* [Exercise] Here are the records. Write out exactly the lines between the one holding "filename crates/zlayer-relay/src/session.rs" and the one holding "on an async", inclusive.
(Source information Opens)
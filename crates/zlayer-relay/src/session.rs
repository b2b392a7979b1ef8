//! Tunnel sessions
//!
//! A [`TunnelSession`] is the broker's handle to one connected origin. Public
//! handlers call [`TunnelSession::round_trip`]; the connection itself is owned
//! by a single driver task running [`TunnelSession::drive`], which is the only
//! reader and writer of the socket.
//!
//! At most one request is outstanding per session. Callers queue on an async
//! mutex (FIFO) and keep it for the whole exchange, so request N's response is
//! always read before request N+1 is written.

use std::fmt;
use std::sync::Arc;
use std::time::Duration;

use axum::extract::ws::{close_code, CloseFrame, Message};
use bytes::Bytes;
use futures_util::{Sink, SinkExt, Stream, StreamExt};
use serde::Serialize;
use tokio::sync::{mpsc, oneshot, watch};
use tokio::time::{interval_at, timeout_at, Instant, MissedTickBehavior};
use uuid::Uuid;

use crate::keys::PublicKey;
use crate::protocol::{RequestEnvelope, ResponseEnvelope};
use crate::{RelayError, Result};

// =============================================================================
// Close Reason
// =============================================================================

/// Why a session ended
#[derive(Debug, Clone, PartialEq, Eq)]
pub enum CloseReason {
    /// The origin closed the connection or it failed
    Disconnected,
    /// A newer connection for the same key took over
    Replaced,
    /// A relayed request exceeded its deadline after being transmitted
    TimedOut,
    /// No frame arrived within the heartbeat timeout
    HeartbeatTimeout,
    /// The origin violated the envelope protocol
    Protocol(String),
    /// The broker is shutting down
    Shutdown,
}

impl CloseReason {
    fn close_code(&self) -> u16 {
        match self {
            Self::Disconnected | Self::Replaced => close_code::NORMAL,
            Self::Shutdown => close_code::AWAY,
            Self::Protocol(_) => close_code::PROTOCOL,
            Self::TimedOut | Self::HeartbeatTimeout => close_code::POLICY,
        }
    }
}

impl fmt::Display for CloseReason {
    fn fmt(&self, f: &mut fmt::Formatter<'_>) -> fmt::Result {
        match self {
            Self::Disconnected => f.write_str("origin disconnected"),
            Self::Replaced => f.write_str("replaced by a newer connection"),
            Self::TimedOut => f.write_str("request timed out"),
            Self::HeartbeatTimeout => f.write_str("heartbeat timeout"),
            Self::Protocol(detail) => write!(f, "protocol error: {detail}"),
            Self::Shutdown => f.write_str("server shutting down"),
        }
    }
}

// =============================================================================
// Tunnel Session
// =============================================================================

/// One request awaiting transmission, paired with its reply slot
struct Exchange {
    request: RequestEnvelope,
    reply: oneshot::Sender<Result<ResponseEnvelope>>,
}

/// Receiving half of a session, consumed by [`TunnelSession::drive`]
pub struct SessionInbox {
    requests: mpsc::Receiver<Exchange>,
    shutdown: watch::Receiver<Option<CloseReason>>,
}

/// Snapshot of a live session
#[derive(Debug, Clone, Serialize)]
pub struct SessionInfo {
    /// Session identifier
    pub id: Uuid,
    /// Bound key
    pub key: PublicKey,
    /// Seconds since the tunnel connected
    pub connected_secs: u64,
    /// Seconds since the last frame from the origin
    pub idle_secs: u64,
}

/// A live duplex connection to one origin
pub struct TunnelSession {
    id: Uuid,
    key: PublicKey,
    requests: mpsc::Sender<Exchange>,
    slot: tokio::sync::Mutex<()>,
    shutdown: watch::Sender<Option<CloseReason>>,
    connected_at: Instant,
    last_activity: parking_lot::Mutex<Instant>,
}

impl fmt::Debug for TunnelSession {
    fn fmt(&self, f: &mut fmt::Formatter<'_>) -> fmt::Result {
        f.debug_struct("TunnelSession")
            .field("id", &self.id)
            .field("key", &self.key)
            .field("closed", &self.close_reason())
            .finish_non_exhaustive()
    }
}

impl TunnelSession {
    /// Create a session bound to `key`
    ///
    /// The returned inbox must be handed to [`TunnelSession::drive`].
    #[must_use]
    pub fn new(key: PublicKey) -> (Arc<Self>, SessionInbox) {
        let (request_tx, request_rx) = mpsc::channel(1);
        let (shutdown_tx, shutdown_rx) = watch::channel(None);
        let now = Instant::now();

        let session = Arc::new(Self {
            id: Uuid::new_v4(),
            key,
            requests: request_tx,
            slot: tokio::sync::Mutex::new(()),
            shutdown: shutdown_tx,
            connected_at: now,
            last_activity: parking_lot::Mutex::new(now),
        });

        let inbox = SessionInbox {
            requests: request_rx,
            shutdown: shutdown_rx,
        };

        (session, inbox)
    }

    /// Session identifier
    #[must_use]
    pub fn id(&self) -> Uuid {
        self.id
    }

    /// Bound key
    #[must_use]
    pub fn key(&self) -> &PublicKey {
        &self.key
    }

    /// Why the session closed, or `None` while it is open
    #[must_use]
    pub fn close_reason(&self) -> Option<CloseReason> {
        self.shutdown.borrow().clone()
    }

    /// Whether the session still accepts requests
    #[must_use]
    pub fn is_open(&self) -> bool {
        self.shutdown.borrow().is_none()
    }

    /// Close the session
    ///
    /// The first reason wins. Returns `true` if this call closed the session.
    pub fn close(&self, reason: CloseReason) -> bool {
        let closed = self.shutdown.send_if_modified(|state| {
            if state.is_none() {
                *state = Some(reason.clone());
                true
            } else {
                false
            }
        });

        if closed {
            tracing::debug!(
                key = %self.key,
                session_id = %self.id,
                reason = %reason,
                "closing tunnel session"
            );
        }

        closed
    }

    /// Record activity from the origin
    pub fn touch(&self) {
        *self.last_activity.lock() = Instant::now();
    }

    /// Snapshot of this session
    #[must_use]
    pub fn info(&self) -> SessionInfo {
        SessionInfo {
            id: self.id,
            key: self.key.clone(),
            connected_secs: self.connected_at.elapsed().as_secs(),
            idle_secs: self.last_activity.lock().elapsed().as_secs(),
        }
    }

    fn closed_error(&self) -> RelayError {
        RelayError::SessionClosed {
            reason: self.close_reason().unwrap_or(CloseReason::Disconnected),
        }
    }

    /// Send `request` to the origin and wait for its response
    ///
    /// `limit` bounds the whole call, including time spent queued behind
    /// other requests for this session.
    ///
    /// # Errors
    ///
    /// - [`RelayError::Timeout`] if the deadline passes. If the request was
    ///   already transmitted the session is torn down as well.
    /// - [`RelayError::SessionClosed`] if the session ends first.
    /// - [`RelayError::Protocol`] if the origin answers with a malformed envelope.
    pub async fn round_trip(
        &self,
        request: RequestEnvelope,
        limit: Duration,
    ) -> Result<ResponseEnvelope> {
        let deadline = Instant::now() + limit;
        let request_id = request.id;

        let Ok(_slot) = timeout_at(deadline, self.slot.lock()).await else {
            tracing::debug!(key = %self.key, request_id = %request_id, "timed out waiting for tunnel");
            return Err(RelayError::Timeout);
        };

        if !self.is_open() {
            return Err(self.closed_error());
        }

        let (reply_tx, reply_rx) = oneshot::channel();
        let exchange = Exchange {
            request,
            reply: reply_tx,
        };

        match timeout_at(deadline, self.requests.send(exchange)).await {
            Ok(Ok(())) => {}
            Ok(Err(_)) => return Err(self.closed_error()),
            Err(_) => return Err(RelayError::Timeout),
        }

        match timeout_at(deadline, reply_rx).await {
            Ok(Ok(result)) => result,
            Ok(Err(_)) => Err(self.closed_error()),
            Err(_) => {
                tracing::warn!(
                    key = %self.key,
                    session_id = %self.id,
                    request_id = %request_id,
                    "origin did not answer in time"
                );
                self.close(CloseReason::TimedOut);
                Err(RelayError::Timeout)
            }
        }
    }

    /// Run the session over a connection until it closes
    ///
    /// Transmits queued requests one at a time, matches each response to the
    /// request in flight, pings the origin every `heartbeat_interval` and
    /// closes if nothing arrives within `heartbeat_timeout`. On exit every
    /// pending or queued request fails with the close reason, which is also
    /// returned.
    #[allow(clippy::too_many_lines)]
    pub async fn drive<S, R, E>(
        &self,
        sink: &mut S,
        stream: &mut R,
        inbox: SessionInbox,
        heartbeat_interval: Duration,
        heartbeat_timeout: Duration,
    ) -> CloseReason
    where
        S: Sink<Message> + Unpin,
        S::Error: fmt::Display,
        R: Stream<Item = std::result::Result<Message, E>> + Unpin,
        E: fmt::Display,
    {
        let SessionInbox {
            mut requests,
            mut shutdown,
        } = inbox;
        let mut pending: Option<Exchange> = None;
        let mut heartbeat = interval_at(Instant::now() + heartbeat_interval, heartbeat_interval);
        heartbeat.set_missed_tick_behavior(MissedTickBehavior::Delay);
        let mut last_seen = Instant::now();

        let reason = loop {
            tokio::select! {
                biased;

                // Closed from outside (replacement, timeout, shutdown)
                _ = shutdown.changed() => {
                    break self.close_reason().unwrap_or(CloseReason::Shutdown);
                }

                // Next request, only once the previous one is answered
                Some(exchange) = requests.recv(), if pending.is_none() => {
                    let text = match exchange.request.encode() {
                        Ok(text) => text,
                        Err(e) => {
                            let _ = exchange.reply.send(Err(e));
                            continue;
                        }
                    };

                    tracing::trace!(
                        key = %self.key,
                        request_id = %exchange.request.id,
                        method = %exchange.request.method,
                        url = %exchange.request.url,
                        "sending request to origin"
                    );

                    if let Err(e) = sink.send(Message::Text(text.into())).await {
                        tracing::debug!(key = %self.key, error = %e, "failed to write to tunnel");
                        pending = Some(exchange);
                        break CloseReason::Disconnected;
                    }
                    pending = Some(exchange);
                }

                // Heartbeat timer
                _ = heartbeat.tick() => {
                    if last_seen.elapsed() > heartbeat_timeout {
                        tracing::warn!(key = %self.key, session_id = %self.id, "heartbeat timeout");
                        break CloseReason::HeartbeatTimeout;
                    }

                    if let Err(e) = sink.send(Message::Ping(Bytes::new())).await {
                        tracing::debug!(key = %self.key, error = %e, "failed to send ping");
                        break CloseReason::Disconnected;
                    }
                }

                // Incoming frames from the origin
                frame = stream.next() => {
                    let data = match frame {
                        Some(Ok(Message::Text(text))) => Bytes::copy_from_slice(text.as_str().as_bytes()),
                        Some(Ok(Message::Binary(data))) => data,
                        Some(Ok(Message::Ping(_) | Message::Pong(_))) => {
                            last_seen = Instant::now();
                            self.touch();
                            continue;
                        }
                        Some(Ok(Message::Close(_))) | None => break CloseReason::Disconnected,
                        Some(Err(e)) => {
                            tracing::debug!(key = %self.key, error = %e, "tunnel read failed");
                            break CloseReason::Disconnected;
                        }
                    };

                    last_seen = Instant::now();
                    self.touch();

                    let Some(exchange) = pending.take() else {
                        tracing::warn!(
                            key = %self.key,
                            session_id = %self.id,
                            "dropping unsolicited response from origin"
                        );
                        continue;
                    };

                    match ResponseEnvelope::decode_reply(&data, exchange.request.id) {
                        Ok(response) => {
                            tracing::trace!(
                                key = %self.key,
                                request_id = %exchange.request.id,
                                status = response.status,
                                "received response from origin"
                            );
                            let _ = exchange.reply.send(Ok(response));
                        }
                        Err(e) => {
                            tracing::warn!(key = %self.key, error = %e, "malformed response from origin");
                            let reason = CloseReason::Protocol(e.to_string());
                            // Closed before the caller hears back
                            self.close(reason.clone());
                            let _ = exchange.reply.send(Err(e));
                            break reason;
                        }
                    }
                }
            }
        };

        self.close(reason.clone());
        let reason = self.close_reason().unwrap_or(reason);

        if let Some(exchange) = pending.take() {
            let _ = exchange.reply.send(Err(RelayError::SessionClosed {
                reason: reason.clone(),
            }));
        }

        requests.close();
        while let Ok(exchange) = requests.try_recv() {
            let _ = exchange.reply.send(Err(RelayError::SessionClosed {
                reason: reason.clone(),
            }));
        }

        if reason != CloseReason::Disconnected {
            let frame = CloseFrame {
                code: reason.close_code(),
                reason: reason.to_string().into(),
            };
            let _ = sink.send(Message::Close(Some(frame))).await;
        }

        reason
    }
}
(Source information Closes)
(Source information Opens)
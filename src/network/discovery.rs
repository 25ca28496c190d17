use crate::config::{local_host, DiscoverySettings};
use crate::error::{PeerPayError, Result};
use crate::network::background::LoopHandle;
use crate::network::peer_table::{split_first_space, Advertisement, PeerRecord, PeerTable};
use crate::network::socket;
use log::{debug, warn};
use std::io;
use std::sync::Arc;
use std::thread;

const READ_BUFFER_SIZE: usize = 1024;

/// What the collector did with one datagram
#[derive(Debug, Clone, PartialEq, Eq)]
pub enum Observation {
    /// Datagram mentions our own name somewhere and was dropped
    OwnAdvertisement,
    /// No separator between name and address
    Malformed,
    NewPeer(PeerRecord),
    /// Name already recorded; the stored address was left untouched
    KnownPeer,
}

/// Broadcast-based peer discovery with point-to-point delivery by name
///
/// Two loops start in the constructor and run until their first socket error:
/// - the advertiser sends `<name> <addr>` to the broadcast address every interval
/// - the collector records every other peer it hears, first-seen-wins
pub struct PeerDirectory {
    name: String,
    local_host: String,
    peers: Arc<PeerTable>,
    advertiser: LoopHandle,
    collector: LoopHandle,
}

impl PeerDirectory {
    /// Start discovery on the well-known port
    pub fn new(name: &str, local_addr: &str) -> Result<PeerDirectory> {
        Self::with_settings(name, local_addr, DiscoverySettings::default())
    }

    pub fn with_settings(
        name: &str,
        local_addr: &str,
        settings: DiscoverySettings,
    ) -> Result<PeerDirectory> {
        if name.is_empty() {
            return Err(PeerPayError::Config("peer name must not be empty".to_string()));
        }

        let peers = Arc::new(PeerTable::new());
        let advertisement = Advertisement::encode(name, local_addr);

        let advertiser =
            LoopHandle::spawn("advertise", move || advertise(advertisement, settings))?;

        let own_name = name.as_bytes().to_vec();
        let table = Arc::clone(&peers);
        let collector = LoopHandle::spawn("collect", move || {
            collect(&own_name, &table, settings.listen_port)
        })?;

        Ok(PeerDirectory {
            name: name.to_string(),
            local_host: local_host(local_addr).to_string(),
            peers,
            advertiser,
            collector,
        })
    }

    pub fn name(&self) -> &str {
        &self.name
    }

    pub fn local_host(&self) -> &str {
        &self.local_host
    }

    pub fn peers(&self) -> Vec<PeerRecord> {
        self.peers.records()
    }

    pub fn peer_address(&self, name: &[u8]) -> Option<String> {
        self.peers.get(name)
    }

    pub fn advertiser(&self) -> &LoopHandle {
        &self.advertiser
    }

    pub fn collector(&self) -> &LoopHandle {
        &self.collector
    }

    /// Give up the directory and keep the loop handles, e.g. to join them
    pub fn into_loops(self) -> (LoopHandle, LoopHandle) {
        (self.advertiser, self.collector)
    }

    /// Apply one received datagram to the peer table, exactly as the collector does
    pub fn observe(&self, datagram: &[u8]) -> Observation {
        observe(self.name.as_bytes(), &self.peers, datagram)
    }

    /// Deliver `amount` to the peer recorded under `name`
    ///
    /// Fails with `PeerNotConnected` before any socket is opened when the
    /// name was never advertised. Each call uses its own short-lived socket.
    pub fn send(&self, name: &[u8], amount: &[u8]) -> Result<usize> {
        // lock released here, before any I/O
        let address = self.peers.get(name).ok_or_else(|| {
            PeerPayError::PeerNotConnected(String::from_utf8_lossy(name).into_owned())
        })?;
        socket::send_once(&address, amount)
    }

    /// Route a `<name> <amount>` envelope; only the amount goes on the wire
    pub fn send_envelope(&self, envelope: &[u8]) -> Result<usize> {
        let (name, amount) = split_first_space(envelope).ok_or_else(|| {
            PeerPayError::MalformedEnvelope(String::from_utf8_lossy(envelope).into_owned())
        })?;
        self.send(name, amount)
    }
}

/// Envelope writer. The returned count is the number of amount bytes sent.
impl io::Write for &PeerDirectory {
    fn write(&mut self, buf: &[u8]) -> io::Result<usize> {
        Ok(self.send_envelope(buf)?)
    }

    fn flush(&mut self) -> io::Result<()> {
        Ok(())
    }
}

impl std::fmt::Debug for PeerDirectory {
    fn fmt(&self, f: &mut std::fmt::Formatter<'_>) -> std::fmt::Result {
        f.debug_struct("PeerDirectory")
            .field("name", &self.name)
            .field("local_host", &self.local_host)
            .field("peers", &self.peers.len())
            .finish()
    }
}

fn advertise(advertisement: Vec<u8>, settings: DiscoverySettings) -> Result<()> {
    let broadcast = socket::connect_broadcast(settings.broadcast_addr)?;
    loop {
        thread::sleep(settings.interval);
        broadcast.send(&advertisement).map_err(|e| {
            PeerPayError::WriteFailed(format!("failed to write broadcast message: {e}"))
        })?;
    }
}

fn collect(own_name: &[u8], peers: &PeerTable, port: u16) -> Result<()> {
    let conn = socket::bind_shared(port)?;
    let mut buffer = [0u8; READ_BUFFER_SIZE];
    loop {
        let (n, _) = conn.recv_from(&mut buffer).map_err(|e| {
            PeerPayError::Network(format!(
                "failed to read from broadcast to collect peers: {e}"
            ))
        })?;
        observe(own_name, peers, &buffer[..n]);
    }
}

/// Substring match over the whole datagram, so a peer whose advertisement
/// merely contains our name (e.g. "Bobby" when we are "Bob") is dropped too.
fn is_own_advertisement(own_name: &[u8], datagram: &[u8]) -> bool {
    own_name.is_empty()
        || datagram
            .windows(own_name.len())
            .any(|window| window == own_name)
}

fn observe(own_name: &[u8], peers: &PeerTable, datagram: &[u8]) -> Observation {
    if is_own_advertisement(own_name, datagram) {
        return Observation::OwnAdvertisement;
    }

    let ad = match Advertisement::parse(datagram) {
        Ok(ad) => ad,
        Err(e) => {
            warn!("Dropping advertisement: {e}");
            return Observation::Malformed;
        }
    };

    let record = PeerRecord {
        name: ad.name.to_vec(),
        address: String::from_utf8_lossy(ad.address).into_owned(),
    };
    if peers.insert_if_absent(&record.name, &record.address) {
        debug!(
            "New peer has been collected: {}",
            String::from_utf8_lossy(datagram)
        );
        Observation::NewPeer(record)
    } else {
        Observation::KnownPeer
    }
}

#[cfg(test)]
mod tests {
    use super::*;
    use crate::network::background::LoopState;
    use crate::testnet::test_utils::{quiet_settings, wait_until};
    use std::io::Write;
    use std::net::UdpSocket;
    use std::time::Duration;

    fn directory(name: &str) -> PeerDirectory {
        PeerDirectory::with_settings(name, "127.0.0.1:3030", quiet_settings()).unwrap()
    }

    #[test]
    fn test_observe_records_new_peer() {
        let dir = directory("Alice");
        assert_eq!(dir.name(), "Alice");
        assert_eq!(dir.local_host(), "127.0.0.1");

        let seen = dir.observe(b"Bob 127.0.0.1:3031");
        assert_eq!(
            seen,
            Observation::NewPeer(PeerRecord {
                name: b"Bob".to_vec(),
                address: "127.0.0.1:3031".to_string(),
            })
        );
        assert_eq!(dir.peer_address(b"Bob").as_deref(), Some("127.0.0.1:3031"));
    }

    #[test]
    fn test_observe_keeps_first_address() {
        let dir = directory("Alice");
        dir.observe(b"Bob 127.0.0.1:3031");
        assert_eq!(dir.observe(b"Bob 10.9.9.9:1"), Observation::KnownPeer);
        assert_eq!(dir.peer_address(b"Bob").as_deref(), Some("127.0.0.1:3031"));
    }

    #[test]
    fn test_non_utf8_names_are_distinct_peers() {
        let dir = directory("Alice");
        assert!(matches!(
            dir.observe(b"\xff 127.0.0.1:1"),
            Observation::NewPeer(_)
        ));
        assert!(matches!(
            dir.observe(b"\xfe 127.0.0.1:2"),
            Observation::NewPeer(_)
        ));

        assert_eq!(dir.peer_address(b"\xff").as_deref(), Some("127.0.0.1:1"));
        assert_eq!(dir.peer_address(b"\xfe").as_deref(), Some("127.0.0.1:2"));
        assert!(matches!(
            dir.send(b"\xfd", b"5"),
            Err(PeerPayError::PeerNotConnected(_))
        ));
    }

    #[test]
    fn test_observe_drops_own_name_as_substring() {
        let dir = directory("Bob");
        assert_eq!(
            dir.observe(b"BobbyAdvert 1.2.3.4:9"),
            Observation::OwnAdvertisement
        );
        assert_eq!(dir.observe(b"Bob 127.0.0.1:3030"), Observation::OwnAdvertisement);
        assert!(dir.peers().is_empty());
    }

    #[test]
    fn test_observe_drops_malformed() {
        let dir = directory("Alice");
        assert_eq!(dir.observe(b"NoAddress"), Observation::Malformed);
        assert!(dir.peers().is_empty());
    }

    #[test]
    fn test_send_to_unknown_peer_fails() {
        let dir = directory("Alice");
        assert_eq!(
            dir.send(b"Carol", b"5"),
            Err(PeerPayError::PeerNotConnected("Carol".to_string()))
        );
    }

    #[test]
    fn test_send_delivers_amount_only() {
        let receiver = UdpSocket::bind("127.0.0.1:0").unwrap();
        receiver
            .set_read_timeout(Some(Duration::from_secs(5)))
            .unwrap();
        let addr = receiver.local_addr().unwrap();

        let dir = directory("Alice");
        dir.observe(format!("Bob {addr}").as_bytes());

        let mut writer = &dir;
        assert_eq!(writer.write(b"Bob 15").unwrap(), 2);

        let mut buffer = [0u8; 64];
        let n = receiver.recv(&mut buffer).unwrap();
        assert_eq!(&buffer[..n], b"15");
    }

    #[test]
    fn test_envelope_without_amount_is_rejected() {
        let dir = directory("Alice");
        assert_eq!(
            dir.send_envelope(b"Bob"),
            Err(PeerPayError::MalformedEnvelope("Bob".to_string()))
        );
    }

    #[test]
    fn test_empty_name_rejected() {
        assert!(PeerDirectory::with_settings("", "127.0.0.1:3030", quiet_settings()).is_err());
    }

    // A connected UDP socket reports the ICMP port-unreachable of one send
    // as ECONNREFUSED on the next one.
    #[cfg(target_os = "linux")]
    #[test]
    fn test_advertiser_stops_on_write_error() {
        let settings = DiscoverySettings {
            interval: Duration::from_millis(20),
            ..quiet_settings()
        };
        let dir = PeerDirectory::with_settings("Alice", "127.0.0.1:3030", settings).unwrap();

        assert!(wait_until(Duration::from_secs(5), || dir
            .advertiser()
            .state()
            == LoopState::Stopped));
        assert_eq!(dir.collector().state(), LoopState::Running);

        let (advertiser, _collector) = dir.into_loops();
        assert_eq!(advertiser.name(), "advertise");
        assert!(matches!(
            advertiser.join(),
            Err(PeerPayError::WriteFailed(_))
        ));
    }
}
(Source information Closes)
* [Response area]
filename crates/zlayer-relay/src/session.rs
repository b2b392a7979b1ef8
//! Tunnel sessions
//!
//! A [`TunnelSession`] is the broker's handle to one connected origin. Public
//! handlers call [`TunnelSession::round_trip`]; the connection itself is owned
//! by a single driver task running [`TunnelSession::drive`], which is the only
//! reader and writer of the socket.
//!
//! At most one request is outstanding per session. Callers queue on an async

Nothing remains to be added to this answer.